These AWS services work together to create a robust, scalable solution that supports a fully automated data pipeline from PDF upload to data visualization.

Pipeline Overview

The AI pipeline within this project is designed to be fully automated and integrated with the dashboard. It processes uploaded PDF files and enriches the data through various machine learning models and extraction tools.

  • PDF Upload and Extraction: The process begins when a user uploads a PDF file via the dashboard. The file is stored in an S3 bucket and sent for text extraction.
  • Data Extraction: The text extracted from the PDF is analyzed and parsed using NOVA Light, which identifies and extracts relevant data fields from the document.
  • Sentiment Analysis: The extracted text is then passed through MISTRAL Large, which applies sentiment analysis models to classify the content's sentiment. This step enriches the dataset with sentiment information, which is then displayed on the dashboard.
  • Data Storage: Once the text is processed and sentiment is analyzed, the resulting data is structured and saved into the RDS MySQL database, where it becomes available for querying by the dashboard.
  • Dashboard Visualization: The dashboard queries the database to retrieve the structured data and uses Dash and Plotly to generate interactive visualizations, including charts, maps, and tables. Users can interact with the dashboard in real-time, apply filters, and explore different insights.

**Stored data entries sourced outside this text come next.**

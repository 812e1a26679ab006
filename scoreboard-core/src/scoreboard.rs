//! Thread-safe façade over the validator and the registry.
//!
//! Every operation takes the registry lock once and does all of its work
//! inside that guard, so a check and the mutation it guards can never be
//! split by another caller.

use once_cell::sync::Lazy;
use parking_lot::Mutex;

use crate::error::ScoreboardError;
use crate::registry::MatchRegistry;
use crate::summary::{MatchSnapshot, Summary};
use crate::types::TeamName;
use crate::validator;

static GLOBAL: Lazy<Scoreboard> = Lazy::new(Scoreboard::new);

/// Live scoreboard. Construct isolated instances with [`Scoreboard::new`], or
/// share the process-wide one through [`Scoreboard::global`].
#[derive(Debug, Default)]
pub struct Scoreboard {
    registry: Mutex<MatchRegistry>,
}

impl Scoreboard {
    pub fn new() -> Self {
        Self::default()
    }

    /// Process-wide instance, created on first access.
    pub fn global() -> &'static Scoreboard {
        &GLOBAL
    }

    /// Starts a 0-0 match between `home` and `away`.
    ///
    /// Fails with `EmptyIdentifier`, `IdenticalSides` or `ParticipantBusy`
    /// (checked in that order) without touching the board.
    pub fn start_match(&self, home: &str, away: &str) -> Result<MatchSnapshot, ScoreboardError> {
        let mut registry = self.registry.lock();
        let (home, away) = validator::validate_new_match(home, away, registry.iter())
            .map_err(|err| {
                tracing::debug!(error = %err, "start rejected");
                err
            })?;
        let created = registry.create(home, away)?;
        tracing::debug!(
            home = %created.home(),
            away = %created.away(),
            sequence = created.sequence(),
            "match started"
        );
        Ok(MatchSnapshot::from(&created))
    }

    /// Sets the score of an ongoing match. The pair may be named in either
    /// order; `home_score` always goes to the side that started at home.
    ///
    /// A negative score is rejected before the match is looked up.
    pub fn update_score(
        &self,
        home: &str,
        away: &str,
        home_score: i32,
        away_score: i32,
    ) -> Result<MatchSnapshot, ScoreboardError> {
        let mut registry = self.registry.lock();
        let (home_score, away_score) = validator::validate_score(home_score, away_score)
            .map_err(|err| {
                tracing::debug!(error = %err, "update rejected");
                err
            })?;
        let updated = registry.update(
            &TeamName::normalized(home),
            &TeamName::normalized(away),
            home_score,
            away_score,
        )?;
        tracing::debug!(
            home = %updated.home(),
            away = %updated.away(),
            home_score = updated.home_score(),
            away_score = updated.away_score(),
            "score updated"
        );
        Ok(MatchSnapshot::from(&updated))
    }

    /// Ends a match and returns its final state.
    ///
    /// Finishing a match that is not on the board is not an error; `None` is
    /// returned and the board is unchanged.
    pub fn finish_match(&self, home: &str, away: &str) -> Option<MatchSnapshot> {
        let removed = self
            .registry
            .lock()
            .remove(&TeamName::normalized(home), &TeamName::normalized(away))?;
        tracing::debug!(home = %removed.home(), away = %removed.away(), "match finished");
        Some(MatchSnapshot::from(&removed))
    }

    /// Current matches ranked by total score, most recent first on ties.
    pub fn summary(&self) -> Summary {
        let matches = self.registry.lock().list_all();
        Summary::rank(matches)
    }

    /// Whether `team` is playing in any active match.
    pub fn is_playing(&self, team: &str) -> bool {
        self.registry.lock().is_team_active(&TeamName::normalized(team))
    }

    pub fn len(&self) -> usize {
        self.registry.lock().len()
    }

    pub fn is_empty(&self) -> bool {
        self.registry.lock().is_empty()
    }
}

By automating these steps, the pipeline provides a seamless workflow that efficiently integrates new data into the dashboard, ensuring that users always have access to the most up-to-date information.

Nuance Labelisation

We have tried to make the nuance label more accurate by applying a statistical approach. Instead of directly predicting whether a text is nuanced or not, we asked for a confidence score on the sentiment label. We then gradually increased the threshold to determine the optimal value based on the F1 score, which was then used to classify whether a text should be considered nuanced.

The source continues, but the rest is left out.